**ACTION ITEM**
Find every line in the records below that holds the word "make", and copy it out.

**SOURCE DATA**
____________

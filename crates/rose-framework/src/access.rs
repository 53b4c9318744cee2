//! Bot-wide privilege lists.
//!
//! The lists nest: the owner is implicitly sudo, sudo users are implicitly
//! support, and sudo and support users are implicitly whitelisted.

use std::collections::HashSet;

use rose_core::UserId;

#[derive(Debug, Clone, Default)]
pub struct AccessControl {
    owner: Option<UserId>,
    sudo: HashSet<UserId>,
    support: HashSet<UserId>,
    whitelist: HashSet<UserId>,
}

impl AccessControl {
    pub fn new(owner: Option<UserId>) -> Self {
        Self {
            owner,
            ..Self::default()
        }
    }

    pub fn with_sudo(mut self, users: impl IntoIterator<Item = UserId>) -> Self {
        self.sudo.extend(users);
        self
    }

    pub fn with_support(mut self, users: impl IntoIterator<Item = UserId>) -> Self {
        self.support.extend(users);
        self
    }

    pub fn with_whitelist(mut self, users: impl IntoIterator<Item = UserId>) -> Self {
        self.whitelist.extend(users);
        self
    }

    pub fn owner(&self) -> Option<UserId> {
        self.owner
    }

    pub fn is_owner(&self, user: UserId) -> bool {
        self.owner == Some(user)
    }

    pub fn is_sudo(&self, user: UserId) -> bool {
        self.is_owner(user) || self.sudo.contains(&user)
    }

    pub fn is_support(&self, user: UserId) -> bool {
        self.is_sudo(user) || self.support.contains(&user)
    }

    pub fn is_whitelisted(&self, user: UserId) -> bool {
        self.is_support(user) || self.whitelist.contains(&user)
    }
}
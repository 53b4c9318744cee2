//! Remembers who has been seen where.
//!
//! Other modules resolve `@username` arguments through this module's key
//! space (see [`crate::helpers::extract_user`]).
//!
//! Keys:
//!
//! | key               | value          |
//! |-------------------|----------------|
//! | `user:<id>`       | [`UserRecord`] |
//! | `username:<name>` | user id        |
//! | `chat:<id>`       | [`ChatRecord`] |

use std::collections::BTreeSet;
use std::sync::Arc;

use parking_lot::Mutex;
use serde::{Deserialize, Serialize};
use tracing::{debug, info, warn};

use rose_core::{Chat, ChatId, User, UserId};
use rose_framework::{
    BoxError, Module, ModuleContext, ModuleDescriptor, Namespace, UpdateContext,
    on_command, on_message,
};

use crate::helpers::{bind, username_key};

pub const USERS: ModuleDescriptor = ModuleDescriptor::new("users", create);

/// Dispatch group of the logging matcher; after every command handler.
pub const USER_LOG_GROUP: i32 = 4;

const HELP: &str = "I remember the users I see, so that commands can take an @username.

*Owner only:*
 - /broadcast <text>: send a message to every chat I'm in.

*Sudo only:*
 - /chatlist: list every chat I'm in.";

#[derive(Debug, Clone, Default, PartialEq, Eq, Serialize, Deserialize)]
pub struct UserRecord {
    pub first_name: String,
    #[serde(default)]
    pub username: Option<String>,
    #[serde(default)]
    pub chats: BTreeSet<ChatId>,
}

#[derive(Debug, Clone, PartialEq, Eq, Serialize, Deserialize)]
pub struct ChatRecord {
    pub title: String,
}

fn user_key(id: UserId) -> String {
    format!("user:{id}")
}

fn chat_key(id: ChatId) -> String {
    format!("chat:{id}")
}

struct Users {
    ns: Namespace,
    /// Our own id, learnt from the first update we log.
    self_id: Mutex<Option<UserId>>,
    lock: Mutex<()>,
}

impl Users {
    fn remember(&self, user: &User, chat: &Chat) -> Result<(), BoxError> {
        let _guard = self.lock.lock();
        let key = user_key(user.id);
        let mut record: UserRecord = self.ns.get(&key)?.unwrap_or_default();

        // The old handle may have been taken by someone else since.
        if record.username != user.username
            && let Some(old) = &record.username
            && self.ns.get::<UserId>(&username_key(old))? == Some(user.id)
        {
            self.ns.remove(&username_key(old));
        }
        if let Some(name) = &user.username {
            self.ns.set(&username_key(name), &user.id)?;
        }

        record.first_name = user.first_name.clone();
        record.username = user.username.clone();
        record.chats.insert(chat.id);
        self.ns.set(&key, &record)?;

        self.ns.set(
            &chat_key(chat.id),
            &ChatRecord {
                title: chat.display_title(),
            },
        )?;
        Ok(())
    }

    fn user(&self, id: UserId) -> Result<Option<UserRecord>, BoxError> {
        Ok(self.ns.get(&user_key(id))?)
    }

    fn chats(&self) -> Result<Vec<(ChatId, ChatRecord)>, BoxError> {
        let mut chats = Vec::new();
        for key in self.ns.keys_with_prefix("chat:") {
            let Ok(id) = key.trim_start_matches("chat:").parse::<ChatId>() else {
                continue;
            };
            if let Some(record) = self.ns.get(&key)? {
                chats.push((id, record));
            }
        }
        Ok(chats)
    }

    fn user_count(&self) -> usize {
        self.ns.keys_with_prefix("user:").len()
    }

    fn migrate(&self, old: ChatId, new: ChatId) -> Result<(), BoxError> {
        let _guard = self.lock.lock();
        self.ns.rename(&chat_key(old), &chat_key(new));

        let mut moved = 0usize;
        for key in self.ns.keys_with_prefix("user:") {
            let Some(mut record) = self.ns.get::<UserRecord>(&key)? else {
                continue;
            };
            if record.chats.remove(&old) {
                record.chats.insert(new);
                self.ns.set(&key, &record)?;
                moved += 1;
            }
        }
        debug!(old_chat = %old, new_chat = %new, users = moved, "Migrated chat membership");
        Ok(())
    }
}

fn create(ctx: &ModuleContext) -> Result<Module, BoxError> {
    let users = Arc::new(Users {
        ns: ctx.namespace(),
        self_id: Mutex::new(None),
        lock: Mutex::new(()),
    });

    let owner_only = {
        let access = ctx.access();
        move |ctx: &UpdateContext| ctx.sender_id().is_some_and(|u| access.is_owner(u))
    };
    let sudo_only = {
        let access = ctx.access();
        move |ctx: &UpdateContext| ctx.sender_id().is_some_and(|u| access.is_sudo(u))
    };

    let module = Module::new("users")
        .display_name("Users")
        .help(HELP)
        .matcher(
            on_message()
                .group_only()
                .group(USER_LOG_GROUP)
                .name("users:log")
                .handler(bind(&users, log_user)),
        )
        .matcher(
            on_command("broadcast")
                .filter(owner_only)
                .handler(bind(&users, broadcast)),
        )
        .matcher(
            on_command("chatlist")
                .filter(sudo_only)
                .handler(bind(&users, chat_list)),
        );

    let module = module
        .on_migrate({
            let users = Arc::clone(&users);
            move |old, new| {
                let users = Arc::clone(&users);
                async move { users.migrate(old, new) }
            }
        })
        .on_stats({
            let users = Arc::clone(&users);
            move || {
                let users = Arc::clone(&users);
                async move {
                    let chats = users.chats()?.len();
                    Ok(format!("{} users, across {chats} chats", users.user_count()))
                }
            }
        })
        .on_user_info(move |user| {
            let users = Arc::clone(&users);
            async move { seen_in(&users, user) }
        });

    Ok(module)
}

fn seen_in(users: &Users, user: UserId) -> Result<String, BoxError> {
    if *users.self_id.lock() == Some(user) {
        return Ok("I'm in every chat they're in... Oh wait, it's me.".to_string());
    }
    Ok(match users.user(user)? {
        Some(record) => format!("I've seen them in {} chats in total.", record.chats.len()),
        None => String::new(),
    })
}

// ─── Handlers ─────────────────────────────────────────────────────────────────

async fn log_user(users: Arc<Users>, ctx: Arc<UpdateContext>) -> Result<(), BoxError> {
    users.self_id.lock().get_or_insert(ctx.bot().id());
    let Some(message) = ctx.message() else {
        return Ok(());
    };
    if let Some(sender) = &message.from {
        users.remember(sender, &message.chat)?;
    }
    if let Some(author) = message.reply_to.as_ref().and_then(|m| m.from.as_ref()) {
        users.remember(author, &message.chat)?;
    }
    Ok(())
}

async fn broadcast(users: Arc<Users>, ctx: Arc<UpdateContext>) -> Result<(), BoxError> {
    let text = ctx.arg_text().trim();
    if text.is_empty() {
        ctx.reply("Give me something to broadcast.").await?;
        return Ok(());
    }

    let chats = users.chats()?;
    let mut failed = 0usize;
    for (chat, _) in &chats {
        if let Err(e) = ctx.bot().send_message(*chat, text, None).await {
            warn!(chat = %chat, error = %e, "Couldn't broadcast to chat");
            failed += 1;
        }
    }
    info!(chats = chats.len(), failed, "Broadcast finished");

    ctx.reply(&format!(
        "Broadcast complete. {failed} groups failed to receive the message."
    ))
    .await?;
    Ok(())
}

async fn chat_list(users: Arc<Users>, ctx: Arc<UpdateContext>) -> Result<(), BoxError> {
    let mut text = String::from("List of chats:");
    for (id, chat) in users.chats()? {
        text.push_str(&format!("\n{} - ({id})", chat.title));
    }
    ctx.reply(&text).await?;
    Ok(())
}

#[cfg(test)]
mod tests {
    use super::*;
    use crate::helpers::testing::*;
    use rose_core::testing::RecordingBot;
    use rose_framework::{AccessControl, MemoryStore, ModuleEnv};

    fn env() -> ModuleEnv {
        let access = AccessControl::new(Some(UserId(99))).with_sudo([UserId(98)]);
        ModuleEnv::new(Arc::new(MemoryStore::new()), access)
    }

    #[tokio::test]
    async fn test_logs_sender_and_replied_user() {
        let env = env();
        let (module, dispatcher) = load(USERS, &env);
        let bot = RecordingBot::new("rose_bot");
        let alice = user(7, "Alice").with_username("Alice");

        let matched = dispatcher
            .dispatch(group_reply(&alice, "hi", &user(8, "Bob")), bot.clone())
            .await;
        assert!(matched);
        assert!(bot.calls().is_empty());

        let ns = env.context_for("users").namespace();
        assert_eq!(ns.get::<UserId>("username:alice").unwrap(), Some(UserId(7)));
        let record: UserRecord = ns.get("user:8").unwrap().unwrap();
        assert_eq!(record.chats.into_iter().collect::<Vec<_>>(), [GROUP]);

        let info = module.user_info_fn().unwrap();
        assert_eq!(
            info(UserId(7)).await.unwrap(),
            "I've seen them in 1 chats in total."
        );
        assert_eq!(info(UserId(1)).await.unwrap(), "I'm in every chat they're in... Oh wait, it's me.");
        assert_eq!(info(UserId(555)).await.unwrap(), "");

        let stats = module.stats_fn().unwrap();
        assert_eq!(stats().await.unwrap(), "2 users, across 1 chats");
    }

    #[tokio::test]
    async fn test_username_change_drops_old_index() {
        let env = env();
        let (_, dispatcher) = load(USERS, &env);
        let bot = RecordingBot::new("rose_bot");

        let before = user(7, "Alice").with_username("alice");
        let after = user(7, "Alice").with_username("alice2");
        dispatcher.dispatch(group_message(&before, "a"), bot.clone()).await;
        dispatcher.dispatch(group_message(&after, "b"), bot.clone()).await;

        let ns = env.context_for("users").namespace();
        assert!(!ns.contains("username:alice"));
        assert!(ns.contains("username:alice2"));
    }

    #[tokio::test]
    async fn test_username_change_keeps_handle_taken_by_another_user() {
        let env = env();
        let (_, dispatcher) = load(USERS, &env);
        let bot = RecordingBot::new("rose_bot");

        let first = user(7, "Alice").with_username("alice");
        let newcomer = user(9, "Alicia").with_username("alice");
        let renamed = user(7, "Alice").with_username("bob");
        dispatcher.dispatch(group_message(&first, "a"), bot.clone()).await;
        dispatcher.dispatch(group_message(&newcomer, "b"), bot.clone()).await;
        dispatcher.dispatch(group_message(&renamed, "c"), bot.clone()).await;

        let ns = env.context_for("users").namespace();
        assert_eq!(ns.get::<UserId>("username:alice").unwrap(), Some(UserId(9)));
        assert_eq!(ns.get::<UserId>("username:bob").unwrap(), Some(UserId(7)));
    }

    #[tokio::test]
    async fn test_broadcast_is_owner_only_and_counts_failures() {
        let env = env();
        let (_, dispatcher) = load(USERS, &env);
        let bot = RecordingBot::new("rose_bot");
        let ns = env.context_for("users").namespace();
        ns.set("chat:-100", &ChatRecord { title: "A".into() }).unwrap();
        ns.set("chat:-200", &ChatRecord { title: "B".into() }).unwrap();
        bot.set_unreachable(ChatId(-200));

        let sudo = user(98, "Sudo");
        assert!(
            !dispatcher
                .dispatch(private_message(&sudo, "/broadcast hello"), bot.clone())
                .await
        );

        let owner = user(99, "Owner");
        dispatcher
            .dispatch(private_message(&owner, "/broadcast hello"), bot.clone())
            .await;
        assert_eq!(
            bot.sent_texts(),
            [
                "hello",
                "Broadcast complete. 1 groups failed to receive the message."
            ]
        );
    }

    #[tokio::test]
    async fn test_chatlist_for_sudo() {
        let env = env();
        let (_, dispatcher) = load(USERS, &env);
        let bot = RecordingBot::new("rose_bot");
        dispatcher
            .dispatch(group_message(&user(7, "Alice"), "hi"), bot.clone())
            .await;

        dispatcher
            .dispatch(private_message(&user(98, "Sudo"), "/chatlist"), bot.clone())
            .await;
        assert_eq!(
            bot.sent_texts(),
            ["List of chats:\nTest Group - (-100)"]
        );
    }

    #[tokio::test]
    async fn test_migration_moves_membership() {
        let env = env();
        let (module, dispatcher) = load(USERS, &env);
        let bot = RecordingBot::new("rose_bot");
        dispatcher
            .dispatch(group_message(&user(7, "Alice"), "hi"), bot.clone())
            .await;

        let migrate = module.migrate_fn().unwrap();
        migrate(GROUP, ChatId(-1000)).await.unwrap();

        let ns = env.context_for("users").namespace();
        let record: UserRecord = ns.get("user:7").unwrap().unwrap();
        assert!(record.chats.contains(&ChatId(-1000)));
        assert!(!record.chats.contains(&GROUP));
        assert!(ns.contains("chat:-1000"));
    }

    #[tokio::test]
    async fn test_stats_count_users_logged_after_the_call() {
        let env = env();
        let (module, dispatcher) = load(USERS, &env);
        let bot = RecordingBot::new("rose_bot");

        let stats = module.stats_fn().unwrap()();
        dispatcher
            .dispatch(group_message(&user(7, "Alice"), "hi"), bot.clone())
            .await;
        assert_eq!(stats.await.unwrap(), "1 users, across 1 chats");
    }
}
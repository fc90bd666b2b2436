// Copyright (c) 2025 Steve Wagner (ciroque@live.com)
// SPDX-License-Identifier: MIT

use crate::engine::channel::{Inbox, Outbox};
use crate::traits::Actor;

/// Where a worker's lifecycle executes.
#[derive(Debug, Clone, Copy, PartialEq, Eq)]
pub enum Placement {
    /// In its own tokio task.
    Spawned,
    /// Inside the relay's own future, the main-process handler variant.
    Inline,
}

pub(crate) enum WorkerKind<'a, T: Send + 'static> {
    Spawned(Box<dyn Actor<T>>),
    Inline(Box<dyn Actor<T> + 'a>),
}

/// An actor together with the channel ends the relay bound to it.
///
/// Spawned workers must own everything they touch. Inline workers run in
/// the relay's own context and may borrow state from the caller for the
/// lifetime `'a`, which is how a sink fills a container the caller reads
/// after `start()` returns.
pub struct Worker<'a, T: Send + 'static> {
    pub(crate) kind: WorkerKind<'a, T>,
    pub(crate) inbox: Option<Inbox<T>>,
    pub(crate) outbox: Option<Outbox<T>>,
}

impl<'a, T: Send + 'static> Worker<'a, T> {
    /// A worker running in its own task.
    pub fn spawned(actor: impl Actor<T> + 'static) -> Self {
        Self::with_kind(WorkerKind::Spawned(Box::new(actor)))
    }

    /// A worker running inside the relay's own context.
    pub fn inline(actor: impl Actor<T> + 'a) -> Self {
        Self::with_kind(WorkerKind::Inline(Box::new(actor)))
    }

    fn with_kind(kind: WorkerKind<'a, T>) -> Self {
        Self {
            kind,
            inbox: None,
            outbox: None,
        }
    }

    pub fn name(&self) -> &str {
        match &self.kind {
            WorkerKind::Spawned(actor) => actor.name(),
            WorkerKind::Inline(actor) => actor.name(),
        }
    }

    pub fn placement(&self) -> Placement {
        match self.kind {
            WorkerKind::Spawned(_) => Placement::Spawned,
            WorkerKind::Inline(_) => Placement::Inline,
        }
    }

    /// Whether the worker was bound to an outbound channel.
    pub fn is_sender(&self) -> bool {
        self.outbox.is_some()
    }

    /// Whether the worker was bound to an inbound channel.
    pub fn is_receiver(&self) -> bool {
        self.inbox.is_some()
    }
}

/// One position in the pipeline: peer workers sharing the same upstream and
/// downstream channels.
pub struct Stage<'a, T: Send + 'static> {
    pub(crate) name: Option<String>,
    pub(crate) workers: Vec<Worker<'a, T>>,
}

impl<'a, T: Send + 'static> Stage<'a, T> {
    pub fn new(workers: Vec<Worker<'a, T>>) -> Self {
        Self { name: None, workers }
    }

    pub fn named(name: impl Into<String>, workers: Vec<Worker<'a, T>>) -> Self {
        Self {
            name: Some(name.into()),
            workers,
        }
    }

    /// `count` spawned peers built by `make`.
    pub fn pool<A, F>(count: usize, mut make: F) -> Self
    where
        A: Actor<T> + 'static,
        F: FnMut(usize) -> A,
    {
        Self::new((0..count).map(|i| Worker::spawned(make(i))).collect())
    }

    /// Give the stage a name, used in worker identities.
    pub fn with_name(mut self, name: impl Into<String>) -> Self {
        self.name = Some(name.into());
        self
    }

    /// Name of the stage, assigned by `Relay::connect` if not given.
    pub fn name(&self) -> Option<&str> {
        self.name.as_deref()
    }

    pub fn workers(&self) -> &[Worker<'a, T>] {
        &self.workers
    }

    pub fn len(&self) -> usize {
        self.workers.len()
    }

    pub fn is_empty(&self) -> bool {
        self.workers.is_empty()
    }
}

impl<'a, T: Send + 'static> From<Worker<'a, T>> for Stage<'a, T> {
    fn from(worker: Worker<'a, T>) -> Self {
        Stage::new(vec![worker])
    }
}

impl<'a, T: Send + 'static> From<Vec<Worker<'a, T>>> for Stage<'a, T> {
    fn from(workers: Vec<Worker<'a, T>>) -> Self {
        Stage::new(workers)
    }
}
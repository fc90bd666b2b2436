// Copyright (c) 2025 Steve Wagner (ciroque@live.com)
// SPDX-License-Identifier: MIT

use std::fmt;
use std::time::Duration;

use crate::engine::worker::Placement;

/// Identity of a worker: its stage, its actor name and its position among
/// the stage's peers.
#[derive(Debug, Clone, PartialEq, Eq, Hash)]
pub struct ActorId {
    pub stage: String,
    pub name: String,
    pub ordinal: usize,
}

impl fmt::Display for ActorId {
    fn fmt(&self, f: &mut fmt::Formatter<'_>) -> fmt::Result {
        write!(f, "{}/{}-{}", self.stage, self.name, self.ordinal)
    }
}

/// Lifecycle phase of a worker.
#[derive(Debug, Clone, Copy, PartialEq, Eq)]
pub enum Phase {
    Startup,
    Loop,
    Shutdown,
}

impl fmt::Display for Phase {
    fn fmt(&self, f: &mut fmt::Formatter<'_>) -> fmt::Result {
        let name = match self {
            Phase::Startup => "startup",
            Phase::Loop => "loop",
            Phase::Shutdown => "shutdown",
        };
        f.write_str(name)
    }
}

/// How a worker context ended.
#[derive(Debug, Clone, PartialEq, Eq)]
pub enum ExitStatus {
    /// All three phases returned `Ok`.
    Completed,
    /// The first phase that returned an error or panicked.
    Failed { phase: Phase, error: String },
    /// Terminated by the relay after the deadline expired.
    Aborted,
}

impl ExitStatus {
    pub fn is_completed(&self) -> bool {
        matches!(self, ExitStatus::Completed)
    }
}

impl fmt::Display for ExitStatus {
    fn fmt(&self, f: &mut fmt::Formatter<'_>) -> fmt::Result {
        match self {
            ExitStatus::Completed => f.write_str("completed"),
            ExitStatus::Failed { phase, error } => write!(f, "{} failed: {}", phase, error),
            ExitStatus::Aborted => f.write_str("aborted"),
        }
    }
}

/// Exit record of one worker.
#[derive(Debug, Clone, PartialEq, Eq)]
pub struct WorkerExit {
    pub id: ActorId,
    pub placement: Placement,
    pub status: ExitStatus,
    /// Payloads taken from the inbound channel.
    pub received: u64,
    /// Payloads put on the outbound channel.
    pub sent: u64,
    pub poison_received: usize,
    /// Size of the upstream stage, `0` for first-stage workers.
    pub poison_expected: usize,
    pub elapsed: Duration,
}

impl WorkerExit {
    pub(crate) fn aborted(id: ActorId, placement: Placement) -> Self {
        Self {
            id,
            placement,
            status: ExitStatus::Aborted,
            received: 0,
            sent: 0,
            poison_received: 0,
            poison_expected: 0,
            elapsed: Duration::ZERO,
        }
    }

    /// A spawned task that panicked outside its lifecycle hooks.
    pub(crate) fn crashed(id: ActorId, placement: Placement, panic: String) -> Self {
        Self {
            status: ExitStatus::Failed {
                phase: Phase::Loop,
                error: format!("panicked outside a hook: {}", panic),
            },
            ..Self::aborted(id, placement)
        }
    }

    /// Whether every upstream peer signalled end-of-stream to this worker.
    pub fn drained(&self) -> bool {
        self.poison_received == self.poison_expected
    }

    pub fn is_success(&self) -> bool {
        self.status.is_completed() && self.drained()
    }
}

/// Outcome of one `Relay::start` call.
///
/// A returned report does not imply every worker succeeded; check
/// [`RunReport::is_success`] or inspect the individual exits.
#[derive(Debug, Clone)]
pub struct RunReport {
    /// One entry per worker, in stage order then peer order.
    pub exits: Vec<WorkerExit>,
    pub elapsed: Duration,
    /// Records forwarded by the log aggregator.
    pub log_records: usize,
}

impl RunReport {
    pub fn is_success(&self) -> bool {
        self.exits.iter().all(WorkerExit::is_success)
    }

    pub fn failures(&self) -> impl Iterator<Item = &WorkerExit> {
        self.exits.iter().filter(|exit| !exit.is_success())
    }

    /// Exits of the workers in the named stage.
    pub fn stage<'r>(&'r self, name: &'r str) -> impl Iterator<Item = &'r WorkerExit> + 'r {
        self.exits.iter().filter(move |exit| exit.id.stage == name)
    }
}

____________

**ANSWER TO THE PROBLEM**
    /// `count` spawned peers built by `make`.
    pub fn pool<A, F>(count: usize, mut make: F) -> Self
        Self::new((0..count).map(|i| Worker::spawned(make(i))).collect())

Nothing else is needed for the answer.